◆ Work task
The records that follow are to be transcribed exactly.

** Opening Input data block **

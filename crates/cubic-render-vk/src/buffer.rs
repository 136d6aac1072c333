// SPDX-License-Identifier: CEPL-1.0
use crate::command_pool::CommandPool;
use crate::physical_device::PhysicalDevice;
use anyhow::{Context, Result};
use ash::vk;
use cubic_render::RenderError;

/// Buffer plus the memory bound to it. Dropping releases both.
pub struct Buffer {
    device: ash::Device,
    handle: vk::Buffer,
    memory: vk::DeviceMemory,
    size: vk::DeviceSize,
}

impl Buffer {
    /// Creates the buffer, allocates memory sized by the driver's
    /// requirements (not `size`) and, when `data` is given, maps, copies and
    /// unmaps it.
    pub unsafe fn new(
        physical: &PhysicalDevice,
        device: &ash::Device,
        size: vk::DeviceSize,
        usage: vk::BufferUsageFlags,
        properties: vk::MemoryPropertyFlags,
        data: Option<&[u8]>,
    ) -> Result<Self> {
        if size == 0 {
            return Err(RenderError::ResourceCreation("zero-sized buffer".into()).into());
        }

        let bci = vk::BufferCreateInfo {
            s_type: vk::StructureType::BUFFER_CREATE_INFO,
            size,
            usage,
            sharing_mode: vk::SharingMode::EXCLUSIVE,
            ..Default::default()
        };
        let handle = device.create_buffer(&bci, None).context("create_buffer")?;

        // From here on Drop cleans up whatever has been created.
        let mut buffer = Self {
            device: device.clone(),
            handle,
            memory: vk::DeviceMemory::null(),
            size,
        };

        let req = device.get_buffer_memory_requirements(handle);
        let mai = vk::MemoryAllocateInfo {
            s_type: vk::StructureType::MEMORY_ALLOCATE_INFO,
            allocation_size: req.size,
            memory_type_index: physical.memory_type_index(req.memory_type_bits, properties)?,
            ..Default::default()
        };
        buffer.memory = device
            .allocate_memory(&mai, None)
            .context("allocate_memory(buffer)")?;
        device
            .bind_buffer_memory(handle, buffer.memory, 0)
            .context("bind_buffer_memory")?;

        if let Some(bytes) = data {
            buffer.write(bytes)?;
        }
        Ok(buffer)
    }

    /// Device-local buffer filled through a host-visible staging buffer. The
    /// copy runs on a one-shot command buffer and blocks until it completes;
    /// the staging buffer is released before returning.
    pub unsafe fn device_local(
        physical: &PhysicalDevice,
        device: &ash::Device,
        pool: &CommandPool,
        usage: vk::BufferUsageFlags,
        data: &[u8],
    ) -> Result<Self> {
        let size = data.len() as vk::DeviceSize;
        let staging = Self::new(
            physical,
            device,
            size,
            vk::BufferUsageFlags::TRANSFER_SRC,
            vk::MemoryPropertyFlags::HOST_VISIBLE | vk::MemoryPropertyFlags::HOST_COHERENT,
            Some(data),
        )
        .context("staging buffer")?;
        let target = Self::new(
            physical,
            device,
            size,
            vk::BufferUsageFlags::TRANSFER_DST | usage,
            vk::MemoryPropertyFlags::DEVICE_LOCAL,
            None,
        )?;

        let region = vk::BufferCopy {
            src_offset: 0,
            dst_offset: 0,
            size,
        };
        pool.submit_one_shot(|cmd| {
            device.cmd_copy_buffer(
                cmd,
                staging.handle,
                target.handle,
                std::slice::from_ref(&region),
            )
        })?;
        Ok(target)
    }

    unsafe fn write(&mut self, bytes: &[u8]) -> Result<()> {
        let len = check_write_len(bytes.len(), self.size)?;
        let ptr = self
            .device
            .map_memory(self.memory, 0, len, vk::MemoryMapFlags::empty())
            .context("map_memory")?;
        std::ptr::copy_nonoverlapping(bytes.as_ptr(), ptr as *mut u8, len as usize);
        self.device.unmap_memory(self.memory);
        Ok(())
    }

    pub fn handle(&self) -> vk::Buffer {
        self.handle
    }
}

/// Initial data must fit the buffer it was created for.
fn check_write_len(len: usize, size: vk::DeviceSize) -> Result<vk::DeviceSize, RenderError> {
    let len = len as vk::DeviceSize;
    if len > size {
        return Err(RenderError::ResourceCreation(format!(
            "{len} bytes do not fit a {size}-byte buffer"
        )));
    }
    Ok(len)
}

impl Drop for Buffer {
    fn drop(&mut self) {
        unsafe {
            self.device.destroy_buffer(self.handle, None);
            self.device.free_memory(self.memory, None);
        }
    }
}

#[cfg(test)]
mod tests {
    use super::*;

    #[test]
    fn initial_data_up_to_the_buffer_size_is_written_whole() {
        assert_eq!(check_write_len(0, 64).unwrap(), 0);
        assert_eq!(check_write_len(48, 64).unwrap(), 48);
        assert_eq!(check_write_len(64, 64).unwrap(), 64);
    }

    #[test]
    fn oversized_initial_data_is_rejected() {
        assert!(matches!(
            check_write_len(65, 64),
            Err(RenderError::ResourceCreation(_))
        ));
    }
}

** Closing Input data block **

◆ Output for this exercise
filename crates/cubic-render-vk/src/buffer.rs
repository 136d6aac1072c333
// SPDX-License-Identifier: CEPL-1.0
use crate::command_pool::CommandPool;
use crate::physical_device::PhysicalDevice;
use anyhow::{Context, Result};
use ash::vk;
use cubic_render::RenderError;

/// Buffer plus the memory bound to it. Dropping releases both.
pub struct Buffer {
    device: ash::Device,
    handle: vk::Buffer,
    memory: vk::DeviceMemory,
    size: vk::DeviceSize,
}

impl Buffer {
    /// Creates the buffer, allocates memory sized by the driver's
    /// requirements (not `size`) and, when `data` is given, maps, copies and
    /// unmaps it.
    pub unsafe fn new(
        physical: &PhysicalDevice,
        device: &ash::Device,
        size: vk::DeviceSize,
        usage: vk::BufferUsageFlags,
        properties: vk::MemoryPropertyFlags,
        data: Option<&[u8]>,
    ) -> Result<Self> {
        if size == 0 {
            return Err(RenderError::ResourceCreation("zero-sized buffer".into()).into());
        }

        let bci = vk::BufferCreateInfo {
            s_type: vk::StructureType::BUFFER_CREATE_INFO,
            size,
            usage,
            sharing_mode: vk::SharingMode::EXCLUSIVE,
            ..Default::default()
        };
        let handle = device.create_buffer(&bci, None).context("create_buffer")?;

        // From here on Drop cleans up whatever has been created.
        let mut buffer = Self {
            device: device.clone(),
            handle,
            memory: vk::DeviceMemory::null(),
            size,
        };

        let req = device.get_buffer_memory_requirements(handle);
        let mai = vk::MemoryAllocateInfo {
            s_type: vk::StructureType::MEMORY_ALLOCATE_INFO,
            allocation_size: req.size,
            memory_type_index: physical.memory_type_index(req.memory_type_bits, properties)?,
            ..Default::default()
        };
        buffer.memory = device
            .allocate_memory(&mai, None)
            .context("allocate_memory(buffer)")?;
        device
            .bind_buffer_memory(handle, buffer.memory, 0)
            .context("bind_buffer_memory")?;

        if let Some(bytes) = data {
            buffer.write(bytes)?;
        }
        Ok(buffer)
    }

    /// Device-local buffer filled through a host-visible staging buffer. The
    /// copy runs on a one-shot command buffer and blocks until it completes;
    /// the staging buffer is released before returning.
    pub unsafe fn device_local(
        physical: &PhysicalDevice,
        device: &ash::Device,
        pool: &CommandPool,
        usage: vk::BufferUsageFlags,
        data: &[u8],
    ) -> Result<Self> {
        let size = data.len() as vk::DeviceSize;
        let staging = Self::new(
            physical,
            device,
            size,
            vk::BufferUsageFlags::TRANSFER_SRC,
            vk::MemoryPropertyFlags::HOST_VISIBLE | vk::MemoryPropertyFlags::HOST_COHERENT,
            Some(data),
        )
        .context("staging buffer")?;
        let target = Self::new(
            physical,
            device,
            size,
            vk::BufferUsageFlags::TRANSFER_DST | usage,
            vk::MemoryPropertyFlags::DEVICE_LOCAL,
            None,
        )?;

        let region = vk::BufferCopy {
            src_offset: 0,
            dst_offset: 0,
            size,
        };
        pool.submit_one_shot(|cmd| {
            device.cmd_copy_buffer(
                cmd,
                staging.handle,
                target.handle,
                std::slice::from_ref(&region),
            )
        })?;
        Ok(target)
    }

    unsafe fn write(&mut self, bytes: &[u8]) -> Result<()> {
        let len = check_write_len(bytes.len(), self.size)?;
        let ptr = self
            .device
            .map_memory(self.memory, 0, len, vk::MemoryMapFlags::empty())
            .context("map_memory")?;
        std::ptr::copy_nonoverlapping(bytes.as_ptr(), ptr as *mut u8, len as usize);
        self.device.unmap_memory(self.memory);
        Ok(())
    }

    pub fn handle(&self) -> vk::Buffer {
        self.handle
    }
}

/// Initial data must fit the buffer it was created for.
fn check_write_len(len: usize, size: vk::DeviceSize) -> Result<vk::DeviceSize, RenderError> {
    let len = len as vk::DeviceSize;
    if len > size {
        return Err(RenderError::ResourceCreation(format!(
            "{len} bytes do not fit a {size}-byte buffer"
        )));
    }
    Ok(len)
}

impl Drop for Buffer {
    fn drop(&mut self) {
        unsafe {
            self.device.destroy_buffer(self.handle, None);
            self.device.free_memory(self.memory, None);
        }
    }
}

#[cfg(test)]
mod tests {
    use super::*;

    #[test]
    fn initial_data_up_to_the_buffer_size_is_written_whole() {
        assert_eq!(check_write_len(0, 64).unwrap(), 0);
        assert_eq!(check_write_len(48, 64).unwrap(), 48);
        assert_eq!(check_write_len(64, 64).unwrap(), 64);
    }

    #[test]
    fn oversized_initial_data_is_rejected() {
        assert!(matches!(
            check_write_len(65, 64),
            Err(RenderError::ResourceCreation(_))
        ));
    }
}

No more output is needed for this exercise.